Assignment
Look through the material beneath and copy each line with the word "usize".

*** Opening Extracted material ***

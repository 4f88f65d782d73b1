//! Preload command implementation.

use std::path::Path;

use colored::Colorize;
use depot_core::CacheConfig;

use super::{Session, print_stats};

/// Execute the preload command.
pub async fn execute(
    root: &Path,
    config: &CacheConfig,
    keys: Vec<String>,
    json: bool,
) -> anyhow::Result<()> {
    let session = Session::open(root, config)?;
    let report = session.content.preload::<Vec<u8>, _>(&keys).await;

    if !json {
        println!("{}", format!("Preloaded {} of {} keys", report.loaded.len(), keys.len()).bold());
        for key in &report.loaded {
            println!("  {} {}", "✓".green(), key);
        }
    }
    for (key, err) in &report.failed {
        eprintln!("  {} {}: {}", "✗".red(), key, err);
    }

    print_stats("Content cache", &session.content.stats(), json)?;

    if !report.is_complete() {
        anyhow::bail!("{} of {} keys failed to preload", report.failed.len(), keys.len());
    }
    Ok(())
}
//! CLI configuration loading and merging.

use std::path::Path;

use anyhow::Context;
use depot_core::CacheConfig;

/// File picked up from the working directory when `--config` is not given.
const LOCAL_CONFIG: &str = "depot.toml";

/// Load and merge cache configuration.
///
/// Configuration precedence:
/// 1. CLI flags (`--max-content`, `--max-scenes`)
/// 2. Explicit config file (`--config`)
/// 3. Local config file (./depot.toml)
/// 4. Defaults
pub fn load_config(
    path: Option<&Path>,
    max_content: Option<usize>,
    max_scenes: Option<usize>,
) -> anyhow::Result<CacheConfig> {
    let mut config = match path {
        Some(path) => CacheConfig::load(path)
            .with_context(|| format!("Failed to load config from {}", path.display()))?,
        None if Path::new(LOCAL_CONFIG).is_file() => {
            CacheConfig::load(LOCAL_CONFIG).context("Failed to load ./depot.toml")?
        }
        None => CacheConfig::default(),
    };

    if let Some(max_content) = max_content {
        config.max_content_entries = max_content;
    }
    if let Some(max_scenes) = max_scenes {
        config.max_scene_entries = max_scenes;
    }

    config.validate()?;
    Ok(config)
}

*** Closing Extracted material ***

Solution for this task
    max_content: Option<usize>,
    max_scenes: Option<usize>,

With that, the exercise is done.